Agnes Mathilde Wergeland (May 8, 1857 – March 6, 1914) was a Norwegian-American historian, poet and educator. Agnes Mathilde Wergeland was the first woman ever to earn a doctoral degree in Norway.[1][2]
She attended Nissen Girls School in Christiania in 1879, studied independently Norwegian history, Greek and Roman architecture and sculpture, and medieval history at the University Library of Christiania from 1879 until 1883. Then she studied Old Norse and Icelandic law under jurist Konrad von Maurer at the University of Munich from 1883 to 1885. She then attended the University of Zurich, whence she took her PhD in 1890. Wergeland emigrated to America because there were few opportunities for women in higher education in Norway.[4]
Career
She received a fellowship in history from Bryn Mawr College in 1890 and lectured there for two years before lecturing at the University of Illinois in 1893. She was a docent in history and nonresident instructor at the University of Chicago from 1896 to 1902. In 1902, Wergeland was offered the position of chair of the department of history at the University of Wyoming.[5]

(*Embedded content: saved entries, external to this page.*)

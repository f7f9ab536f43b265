// Entity Store Interface - transactional record operations consumed by the engine
// Every operation runs inside a transaction handed in by the caller; there is no
// implicit session and nothing autocommits behind the caller's back.

use async_trait::async_trait;
use sqlx::{Sqlite, SqliteConnection, Transaction};
use std::collections::BTreeSet;

use crate::core::{CommentId, ConversationId, FriendRequestId, GroupId, Page, PostId, UserId};
use crate::error::{AppError, AppResult};
use crate::models::{
    Comment, Conversation, FeedPost, Follow, FriendRequest, FriendRequestStatus, Group,
    GroupMember, GroupPost, Message, Notification, NotificationKind, Post, UserSummary,
};

/// Transaction wrapper for store operations. Dropping it without `commit`
/// rolls every write back.
pub struct StoreTransaction {
    tx: Transaction<'static, Sqlite>,
}

impl StoreTransaction {
    pub fn new_sqlite(tx: Transaction<'static, Sqlite>) -> Self {
        Self { tx }
    }

    pub(crate) fn as_sqlite_mut(&mut self) -> &mut SqliteConnection {
        &mut self.tx
    }

    /// Commit the transaction
    pub async fn commit(self) -> AppResult<()> {
        self.tx.commit().await.map_err(|e| {
            let err = AppError::from(e);
            tracing::warn!("Failed to commit transaction: {}", err);
            err
        })
    }

    /// Rollback the transaction
    pub async fn rollback(self) -> AppResult<()> {
        self.tx.rollback().await.map_err(AppError::from)
    }
}

/// Store interface for the social graph engine.
///
/// Mutations that must be atomic against concurrent callers are expressed as
/// single conditional statements (insert-if-absent, compare-and-set update,
/// insert-if-member) so the outcome is decided by the store, not by a prior read.
#[async_trait]
pub trait EntityStore: Send + Sync {
    async fn begin_transaction(&self) -> AppResult<StoreTransaction>;

    // Users
    async fn upsert_user(
        &self,
        tx: &mut StoreTransaction,
        id: &UserId,
        username: &str,
        email: Option<&str>,
    ) -> AppResult<()>;
    async fn user_exists(&self, tx: &mut StoreTransaction, id: &UserId) -> AppResult<bool>;
    async fn get_users(
        &self,
        tx: &mut StoreTransaction,
        ids: &[UserId],
    ) -> AppResult<Vec<UserSummary>>;

    // Friend requests
    /// Returns false when a request for the ordered pair already exists
    async fn insert_friend_request(
        &self,
        tx: &mut StoreTransaction,
        request: &FriendRequest,
    ) -> AppResult<bool>;
    async fn get_friend_request(
        &self,
        tx: &mut StoreTransaction,
        id: FriendRequestId,
    ) -> AppResult<Option<FriendRequest>>;
    /// Compare-and-set on (id, receiver, status = from); true if the row moved
    async fn transition_friend_request(
        &self,
        tx: &mut StoreTransaction,
        id: FriendRequestId,
        receiver: &UserId,
        from: FriendRequestStatus,
        to: FriendRequestStatus,
    ) -> AppResult<bool>;
    async fn accepted_friend_ids(
        &self,
        tx: &mut StoreTransaction,
        user: &UserId,
    ) -> AppResult<Vec<UserId>>;
    async fn pending_requests_for(
        &self,
        tx: &mut StoreTransaction,
        receiver: &UserId,
    ) -> AppResult<Vec<FriendRequest>>;

    // Follows
    /// Returns false when the edge already exists
    async fn insert_follow(&self, tx: &mut StoreTransaction, follow: &Follow) -> AppResult<bool>;
    async fn get_follow(
        &self,
        tx: &mut StoreTransaction,
        follower: &UserId,
        following: &UserId,
    ) -> AppResult<Option<Follow>>;
    async fn delete_follow(
        &self,
        tx: &mut StoreTransaction,
        follower: &UserId,
        following: &UserId,
    ) -> AppResult<bool>;
    async fn following_ids(
        &self,
        tx: &mut StoreTransaction,
        follower: &UserId,
    ) -> AppResult<Vec<UserId>>;
    async fn follower_ids(
        &self,
        tx: &mut StoreTransaction,
        following: &UserId,
    ) -> AppResult<Vec<UserId>>;

    // Posts
    async fn insert_post(&self, tx: &mut StoreTransaction, post: &Post) -> AppResult<()>;
    async fn get_post(&self, tx: &mut StoreTransaction, id: PostId) -> AppResult<Option<Post>>;
    async fn update_post(&self, tx: &mut StoreTransaction, post: &Post) -> AppResult<bool>;
    /// Removes the post with its likes and comments
    async fn delete_post(&self, tx: &mut StoreTransaction, id: PostId) -> AppResult<bool>;
    /// Posts by any of `authors`, newest first with id as tie breaker
    async fn posts_by_authors(
        &self,
        tx: &mut StoreTransaction,
        viewer: &UserId,
        authors: &BTreeSet<UserId>,
        page: Page,
    ) -> AppResult<Vec<FeedPost>>;
    async fn get_feed_post(
        &self,
        tx: &mut StoreTransaction,
        viewer: &UserId,
        id: PostId,
    ) -> AppResult<Option<FeedPost>>;

    // Likes
    /// Returns false when the (user, post) row was already present
    async fn insert_like(
        &self,
        tx: &mut StoreTransaction,
        user: &UserId,
        post: PostId,
        created_at_millis: i64,
    ) -> AppResult<bool>;
    async fn delete_like(
        &self,
        tx: &mut StoreTransaction,
        user: &UserId,
        post: PostId,
    ) -> AppResult<bool>;
    async fn count_likes(&self, tx: &mut StoreTransaction, post: PostId) -> AppResult<u64>;

    // Comments
    async fn insert_comment(&self, tx: &mut StoreTransaction, comment: &Comment) -> AppResult<()>;
    async fn get_comment(
        &self,
        tx: &mut StoreTransaction,
        id: CommentId,
    ) -> AppResult<Option<Comment>>;
    async fn list_comments(&self, tx: &mut StoreTransaction, post: PostId)
        -> AppResult<Vec<Comment>>;
    async fn delete_comment(&self, tx: &mut StoreTransaction, id: CommentId) -> AppResult<bool>;

    // Notifications
    async fn insert_notification(
        &self,
        tx: &mut StoreTransaction,
        notification: &Notification,
    ) -> AppResult<()>;
    /// Inserts unless a row with the same (recipient, actor, kind, post) exists
    async fn insert_notification_if_absent(
        &self,
        tx: &mut StoreTransaction,
        notification: &Notification,
    ) -> AppResult<bool>;
    async fn find_notification(
        &self,
        tx: &mut StoreTransaction,
        recipient: &UserId,
        actor: &UserId,
        kind: NotificationKind,
        post: Option<PostId>,
    ) -> AppResult<Option<Notification>>;
    async fn mark_all_read(&self, tx: &mut StoreTransaction, recipient: &UserId)
        -> AppResult<u64>;
    async fn list_notifications(
        &self,
        tx: &mut StoreTransaction,
        recipient: &UserId,
        page: Page,
    ) -> AppResult<Vec<Notification>>;
    async fn unread_count(&self, tx: &mut StoreTransaction, recipient: &UserId) -> AppResult<u64>;

    // Conversations
    async fn insert_conversation(
        &self,
        tx: &mut StoreTransaction,
        conversation: &Conversation,
    ) -> AppResult<()>;
    /// Returns false when the user already participates
    async fn add_participant(
        &self,
        tx: &mut StoreTransaction,
        conversation: ConversationId,
        user: &UserId,
        joined_at_millis: i64,
    ) -> AppResult<bool>;
    async fn get_conversation(
        &self,
        tx: &mut StoreTransaction,
        id: ConversationId,
    ) -> AppResult<Option<Conversation>>;
    async fn conversation_exists(
        &self,
        tx: &mut StoreTransaction,
        id: ConversationId,
    ) -> AppResult<bool>;
    async fn is_participant(
        &self,
        tx: &mut StoreTransaction,
        conversation: ConversationId,
        user: &UserId,
    ) -> AppResult<bool>;
    async fn conversations_for(
        &self,
        tx: &mut StoreTransaction,
        user: &UserId,
    ) -> AppResult<Vec<Conversation>>;
    /// Inserts only if the sender participates in the conversation
    async fn insert_message_if_participant(
        &self,
        tx: &mut StoreTransaction,
        message: &Message,
    ) -> AppResult<bool>;
    /// Oldest first with id as tie breaker
    async fn list_messages(
        &self,
        tx: &mut StoreTransaction,
        conversation: ConversationId,
        page: Page,
    ) -> AppResult<Vec<Message>>;

    // Groups
    /// Inserts the group and its creator's admin membership
    async fn insert_group(&self, tx: &mut StoreTransaction, group: &Group) -> AppResult<()>;
    async fn get_group(&self, tx: &mut StoreTransaction, id: GroupId) -> AppResult<Option<Group>>;
    async fn group_exists(&self, tx: &mut StoreTransaction, id: GroupId) -> AppResult<bool>;
    /// Newest first
    async fn list_groups(&self, tx: &mut StoreTransaction, page: Page) -> AppResult<Vec<Group>>;
    /// Inserts only if the group exists and the user is not a member yet
    async fn insert_group_member(
        &self,
        tx: &mut StoreTransaction,
        member: &GroupMember,
    ) -> AppResult<bool>;
    async fn get_group_member(
        &self,
        tx: &mut StoreTransaction,
        group: GroupId,
        user: &UserId,
    ) -> AppResult<Option<GroupMember>>;
    /// In join order
    async fn list_group_members(
        &self,
        tx: &mut StoreTransaction,
        group: GroupId,
    ) -> AppResult<Vec<GroupMember>>;
    /// Inserts only if the author is a member of the post's group
    async fn insert_group_post_if_member(
        &self,
        tx: &mut StoreTransaction,
        post: &GroupPost,
    ) -> AppResult<bool>;
    /// Newest first with id as tie breaker
    async fn list_group_posts(
        &self,
        tx: &mut StoreTransaction,
        group: GroupId,
        page: Page,
    ) -> AppResult<Vec<GroupPost>>;
}
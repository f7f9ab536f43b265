mod common;

use social_graph_engine::config::Config;
use social_graph_engine::core::Page;
use social_graph_engine::models::LikeOutcome;
use social_graph_engine::{AppError, SocialEngine};

use common::{engine_with_config, register};

/// Two engines over one database file: `patient` with the default timeout,
/// `hasty` with a zero timeout so its operations give up at the first await
async fn engines(dir: &tempfile::TempDir) -> (SocialEngine, SocialEngine) {
    let mut config = Config::default();
    config.database.url = format!("sqlite://{}", dir.path().join("engine.db").display());
    let patient = engine_with_config(&config).await;

    config.engine.operation_timeout_ms = 0;
    config.engine.node_id = 2;
    let hasty = engine_with_config(&config).await;
    (patient, hasty)
}

#[tokio::test]
async fn test_timed_out_post_is_never_stored() {
    let dir = tempfile::tempdir().unwrap();
    let (patient, hasty) = engines(&dir).await;
    let users = register(&patient, &["author"]).await;
    let author = &users[0];

    let mut stored = 0;
    let mut timed_out = 0;
    for i in 0..10 {
        match hasty
            .create_post(author, Some(&format!("post {}", i)), None)
            .await
        {
            Ok(_) => stored += 1,
            Err(err) => {
                assert!(matches!(err, AppError::StoreUnavailable(_)), "{:?}", err);
                timed_out += 1;
            }
        }
        let feed = patient.compute_feed(author, Page::first(50)).await.unwrap();
        assert_eq!(feed.len(), stored);
    }
    assert!(timed_out > 0);

    // The store is still usable after the abandoned operations
    patient.create_post(author, Some("after"), None).await.unwrap();
    let feed = patient.compute_feed(author, Page::first(50)).await.unwrap();
    assert_eq!(feed.len(), stored + 1);
}

#[tokio::test]
async fn test_timed_out_toggle_leaves_like_and_notification_untouched() {
    let dir = tempfile::tempdir().unwrap();
    let (patient, hasty) = engines(&dir).await;
    let users = register(&patient, &["author", "fan"]).await;
    let (author, fan) = (&users[0], &users[1]);
    let post = patient.create_post(author, Some("photo"), None).await.unwrap();

    let mut expected_likes = 0;
    let mut expected_unread = 0;
    let mut timed_out = 0;
    for _ in 0..10 {
        match hasty.toggle_like(fan, post.id).await {
            Ok(toggle) => {
                if toggle.outcome == LikeOutcome::Liked {
                    expected_likes = 1;
                    expected_unread = 1;
                } else {
                    expected_likes = 0;
                }
            }
            Err(err) => {
                assert!(matches!(err, AppError::StoreUnavailable(_)), "{:?}", err);
                timed_out += 1;
            }
        }
        assert_eq!(patient.likes_count(post.id).await.unwrap(), expected_likes);
        assert_eq!(patient.unread_count(author).await.unwrap(), expected_unread);
    }
    assert!(timed_out > 0);

    let toggle = patient.toggle_like(fan, post.id).await.unwrap();
    let outcome = if expected_likes == 0 {
        LikeOutcome::Liked
    } else {
        LikeOutcome::Unliked
    };
    assert_eq!(toggle.outcome, outcome);
}
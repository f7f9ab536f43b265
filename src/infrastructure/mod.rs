// Infrastructure modules
pub mod database;        // Store interface and transaction wrapper
pub mod id_generator;    // Record id generation
pub mod sqlite_database; // SQLite store implementation
pub mod viewer;          // Viewer context

pub use database::{EntityStore, StoreTransaction};
pub use id_generator::IdGenerator;
pub use sqlite_database::SqliteStore;
pub use viewer::ViewerContext;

Agnes Mathilde Wergeland wrote several scholarly works, three of which were published after her death. She also wrote two volumes of poetry which were published by Symra in Norwegian: Amerika, og andre digte (1912) and Efterladte digte ( 1914 ).[6]
Wergeland lived with Grace Raymond Hebard, and Grace's sister, Alice, in the home she built with Hebard in Laramie, known to students and colleagues as "The Doctors Inn". Wergeland died in 1914. Grace's sister, Alice Marvin Hebard, died in 1928, and Hebard in 1938.[7]
Agnes Wergeland remained a University of Wyoming history professor until her death. Before she died at age 57, she testified her book collection to the library of the University of Wyoming. She is buried alongside Grace Raymond Hebard at Greenhill Cemetery, Laramie, Albany County, Wyoming.[8]
Legacy
An endowment fund was given as a memorial to the University of Oslo for Norwegian women students to study history and economics in the United States. A scholarship in history was also established by professor Grace Raymond Hebard to honor her friend and colleague, Agnes Wergeland, as one of the pioneering members of the History Department to the University of Wyoming.[9]